Peripheral blood was drawn from each of four healthy control individuals into heparinized tubes. PBMCs were isolated over Lymphocyte Separation Medium (Mediatech Cellgro, Herndon, VA), according to the manufacturer's protocol. After the last wash, cells were resuspended in complete media (RPMI medium 1640/10% heat inactivated FBS/2 mM l-glutamine/50 units/ml penicillin/50 μg/ml streptomycin) at a final concentration of 2 × 106 cells per ml. PBMCs were then cultured for 6 h at 37°C with one of the following additions: (i) PBS + 0.1% BSA control; (ii) IFN-α and IFN-β (R & D Systems), each at 1,000 units/ml in PBS + 0.1% BSA; or (iii) IFN-γ (R & D Systems), 1,000 units/ml in PBS + 0.1% BSA.

After the 6 h incubation, total RNA was isolated and prepared for hybridization to chips.

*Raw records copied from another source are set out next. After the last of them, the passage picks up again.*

use std::sync::Arc;

use axum::extract::rejection::{JsonRejection, QueryRejection};
use axum::extract::{Extension, Path, Query};
use axum::http::StatusCode;
use axum::routing::{get, patch, post};
use axum::{Json, Router};

use livelum_skills::{SkillId, SkillStatus};

use crate::app::routes::common::{self, HandlerResult};
use crate::app::services::AppServices;
use crate::app::{dto, errors};

pub fn router() -> Router {
    Router::new()
        .route("/", post(create_skill).get(list_skills))
        .route("/:id", get(get_skill).put(update_skill).delete(delete_skill))
        .route("/:id/status", patch(change_skill_status))
}

pub async fn create_skill(
    Extension(services): Extension<Arc<AppServices>>,
    body: Result<Json<dto::CreateSkillRequest>, JsonRejection>,
) -> HandlerResult {
    let body = common::body(body)?;
    let skill = common::service(services.skills.create(body.into()).await)?;
    Ok(errors::ok(
        StatusCode::CREATED,
        dto::SkillResponse::from(&skill),
        Some("Habilidad creada exitosamente"),
    ))
}

pub async fn list_skills(
    Extension(services): Extension<Arc<AppServices>>,
    query: Result<Query<dto::SkillListQuery>, QueryRejection>,
) -> HandlerResult {
    let criteria = common::criteria(common::query(query)?.into_criteria())?;
    let page = common::service(services.skills.search(criteria).await)?;
    let items = page.items.iter().map(dto::SkillResponse::from).collect::<Vec<_>>();
    Ok(errors::ok_page(items, page.total))
}

pub async fn get_skill(
    Extension(services): Extension<Arc<AppServices>>,
    Path(id): Path<String>,
) -> HandlerResult {
    let id: SkillId = common::parse_id(&id)?;
    let skill = common::service(services.skills.get(id).await)?;
    Ok(errors::ok(StatusCode::OK, dto::SkillResponse::from(&skill), None))
}

pub async fn update_skill(
    Extension(services): Extension<Arc<AppServices>>,
    Path(id): Path<String>,
    body: Result<Json<dto::UpdateSkillRequest>, JsonRejection>,
) -> HandlerResult {
    let id: SkillId = common::parse_id(&id)?;
    let body = common::body(body)?;
    let skill = common::service(services.skills.update(id, body.into()).await)?;
    Ok(errors::ok(
        StatusCode::OK,
        dto::SkillResponse::from(&skill),
        Some("Habilidad actualizada exitosamente"),
    ))
}

pub async fn change_skill_status(
    Extension(services): Extension<Arc<AppServices>>,
    Path(id): Path<String>,
    body: Result<Json<dto::StatusRequest<SkillStatus>>, JsonRejection>,
) -> HandlerResult {
    let id: SkillId = common::parse_id(&id)?;
    let body = common::body(body)?;
    let skill = common::service(services.skills.change_status(id, body.status).await)?;
    Ok(errors::ok(
        StatusCode::OK,
        dto::SkillResponse::from(&skill),
        Some("Estado de la habilidad actualizado"),
    ))
}

pub async fn delete_skill(
    Extension(services): Extension<Arc<AppServices>>,
    Path(id): Path<String>,
) -> HandlerResult {
    let id: SkillId = common::parse_id(&id)?;
    common::service(services.skills.delete(id).await)?;
    Ok(errors::ok_message("Habilidad eliminada exitosamente"))
}
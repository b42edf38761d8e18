use sqlx::postgres::PgRow;
use sqlx::{PgPool, Postgres, QueryBuilder, Row};
use tracing::{debug, instrument};
use uuid::Uuid;

use livelum_core::{CompanyId, CompanyScoped, Entity, SearchCriteria};
use livelum_objectives::{
    Objective, ObjectiveId, ObjectiveRecord, ObjectiveSearchCriteria, ObjectiveSortField,
};

use super::{
    corrupt, count_rows, delete_from, like_pattern, map_sqlx_error, next_number_in, number_from_db,
    number_to_db, parse_label, push_company, push_order_and_window,
};
use crate::repository::{Repository, RepositoryResult, SequencedRepository};

const TABLE: &str = "objectives";
const COLUMNS: &str = "id, company_id, number, title, description, target_value, current_value, \
                       unit, due_date, status, created_at, updated_at";

#[derive(Debug, Clone)]
pub struct PgObjectiveRepository {
    pool: PgPool,
}

impl PgObjectiveRepository {
    pub fn new(pool: PgPool) -> Self {
        Self { pool }
    }
}

fn push_filters(qb: &mut QueryBuilder<'_, Postgres>, criteria: &ObjectiveSearchCriteria) {
    push_company(qb, criteria.company_id());
    if let Some(title) = criteria.title() {
        qb.push(" AND title ILIKE ").push_bind(like_pattern(title));
    }
    if let Some(status) = criteria.status() {
        qb.push(" AND status = ").push_bind(status.as_str());
    }
}

/// Undated objectives sort last when ascending, first when descending,
/// matching the in-memory ordering.
fn sort_column(field: ObjectiveSortField) -> &'static str {
    match field {
        ObjectiveSortField::Number => "number",
        ObjectiveSortField::Title => "LOWER(title)",
        ObjectiveSortField::DueDate => "due_date",
        ObjectiveSortField::Status => "status",
        ObjectiveSortField::CreatedAt => "created_at",
    }
}

fn objective_from_row(row: &PgRow) -> RepositoryResult<Objective> {
    let decode = |e: sqlx::Error| map_sqlx_error("decode objective", e);
    let record = ObjectiveRecord {
        id: ObjectiveId::from(row.try_get::<Uuid, _>("id").map_err(decode)?),
        company_id: CompanyId::from_uuid(row.try_get("company_id").map_err(decode)?),
        number: number_from_db(TABLE, row.try_get("number").map_err(decode)?)?,
        title: row.try_get("title").map_err(decode)?,
        description: row.try_get("description").map_err(decode)?,
        target_value: row.try_get("target_value").map_err(decode)?,
        current_value: row.try_get("current_value").map_err(decode)?,
        unit: row.try_get("unit").map_err(decode)?,
        due_date: row.try_get("due_date").map_err(decode)?,
        status: parse_label(TABLE, row.try_get::<&str, _>("status").map_err(decode)?)?,
        created_at: row.try_get("created_at").map_err(decode)?,
        updated_at: row.try_get("updated_at").map_err(decode)?,
    };
    Objective::from_primitives(record).map_err(|e| corrupt(TABLE, e))
}

#[async_trait::async_trait]
impl Repository<Objective, ObjectiveSearchCriteria> for PgObjectiveRepository {
    #[instrument(skip(self, objective), fields(id = %objective.id(), company_id = %objective.company_id()), err)]
    async fn save(&self, objective: &Objective) -> RepositoryResult<()> {
        let r = objective.to_primitives();
        sqlx::query(
            r#"
            INSERT INTO objectives (
                id, company_id, number, title, description, target_value, current_value, unit,
                due_date, status, created_at, updated_at
            )
            VALUES ($1, $2, $3, $4, $5, $6, $7, $8, $9, $10, $11, $12)
            ON CONFLICT (id) DO UPDATE SET
                company_id = EXCLUDED.company_id,
                number = EXCLUDED.number,
                title = EXCLUDED.title,
                description = EXCLUDED.description,
                target_value = EXCLUDED.target_value,
                current_value = EXCLUDED.current_value,
                unit = EXCLUDED.unit,
                due_date = EXCLUDED.due_date,
                status = EXCLUDED.status,
                updated_at = EXCLUDED.updated_at
            "#,
        )
        .bind(r.id.as_uuid())
        .bind(r.company_id.as_uuid())
        .bind(number_to_db(r.number)?)
        .bind(&r.title)
        .bind(&r.description)
        .bind(r.target_value)
        .bind(r.current_value)
        .bind(&r.unit)
        .bind(r.due_date)
        .bind(r.status.as_str())
        .bind(r.created_at)
        .bind(r.updated_at)
        .execute(&self.pool)
        .await
        .map_err(|e| map_sqlx_error("save_objective", e))?;
        debug!("objective saved");
        Ok(())
    }

    #[instrument(skip(self), fields(id = %id), err)]
    async fn find_by_id(&self, id: &ObjectiveId) -> RepositoryResult<Option<Objective>> {
        let row = sqlx::query(&format!("SELECT {COLUMNS} FROM {TABLE} WHERE id = $1"))
            .bind(id.as_uuid())
            .fetch_optional(&self.pool)
            .await
            .map_err(|e| map_sqlx_error("find_objective", e))?;
        row.as_ref().map(objective_from_row).transpose()
    }

    #[instrument(skip(self), err)]
    async fn find_by_criteria(
        &self,
        criteria: &ObjectiveSearchCriteria,
    ) -> RepositoryResult<Vec<Objective>> {
        let mut qb = QueryBuilder::<Postgres>::new(format!("SELECT {COLUMNS} FROM {TABLE} WHERE TRUE"));
        push_filters(&mut qb, criteria);
        push_order_and_window(
            &mut qb,
            sort_column(criteria.sort_by()),
            criteria.sort_order(),
            criteria.pagination(),
        );
        let rows = qb
            .build()
            .fetch_all(&self.pool)
            .await
            .map_err(|e| map_sqlx_error("search_objectives", e))?;
        debug!(count = rows.len(), "objectives found");
        rows.iter().map(objective_from_row).collect()
    }

    #[instrument(skip(self), err)]
    async fn count_by_criteria(&self, criteria: &ObjectiveSearchCriteria) -> RepositoryResult<u64> {
        let mut qb = QueryBuilder::<Postgres>::new(format!("SELECT COUNT(*) FROM {TABLE} WHERE TRUE"));
        push_filters(&mut qb, criteria);
        count_rows(&self.pool, qb, "count_objectives").await
    }

    #[instrument(skip(self), fields(id = %id), err)]
    async fn delete(&self, id: &ObjectiveId) -> RepositoryResult<bool> {
        delete_from(&self.pool, TABLE, *id.as_uuid()).await
    }
}

#[async_trait::async_trait]
impl SequencedRepository<Objective, ObjectiveSearchCriteria> for PgObjectiveRepository {
    #[instrument(skip(self), fields(company_id = %company_id), err)]
    async fn next_number(&self, company_id: CompanyId) -> RepositoryResult<u32> {
        next_number_in(&self.pool, TABLE, company_id).await
    }
}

Data were processed as described above. Genes that met both of the following criteria in all four experiments were identified as IFN-regulated: (i) change in expression of at least 2-fold when compared with untreated control; and (ii) difference in expression of at least 500 AD units when compared with untreated control.

The data for these 286 genes (represented by 304 Affymetrix probe sets) and additional analyses are provided in the supporting information.

ELISA.

Plasma/serum IFN-γ and IFN-α protein from 38 patients and 14 controls were measured by ELISA (Pierce). IFN-γ was undetectable in all samples (<25 pg/ml). IFN-α was detectable in only two patients (SLE 38 and SLE 8, 26 and 29 pg/ml, respectively) and one control subject (Ctrl 21, 56 pg/ml).

Calculation of IFN Scores.

Scores were calculated by first normalizing the expression values within each row of genes so that the maximum value in any row was 1.0. Then the columns (samples) were summed to obtain the score. The IFN score (mean ± SD) for patients was 3.7 ± 2.6, compared with controls 1.5 ± 0.5, P = 4.2 × 10−7. See supporting information for additional details concerning calculation of the scores and clinical correlations.

Results and Discussion

PBMC Gene Expression Profiles Distinguish SLE from Controls.

We collected PBMCs from 48 consecutively recruited SLE patients and 42 healthy controls. RNA was isolated, converted to double-stranded cDNA, and then transcribed in vitro into labeled cRNA for hybridization to Affymetrix U95A Human GeneChips. After chip hybridization and initial data analysis, the expression values for 4,566 genes represented on the chips were compared between SLE patients and controls by using a nonpaired Student's t test. This analysis identified 161 unique genes that were differentially expressed by using the following criteria: change in expression of at least 1.5-fold, difference in expression of at least 100 expression units when comparing the means of the two groups, and P < 0.001 by unpaired t test.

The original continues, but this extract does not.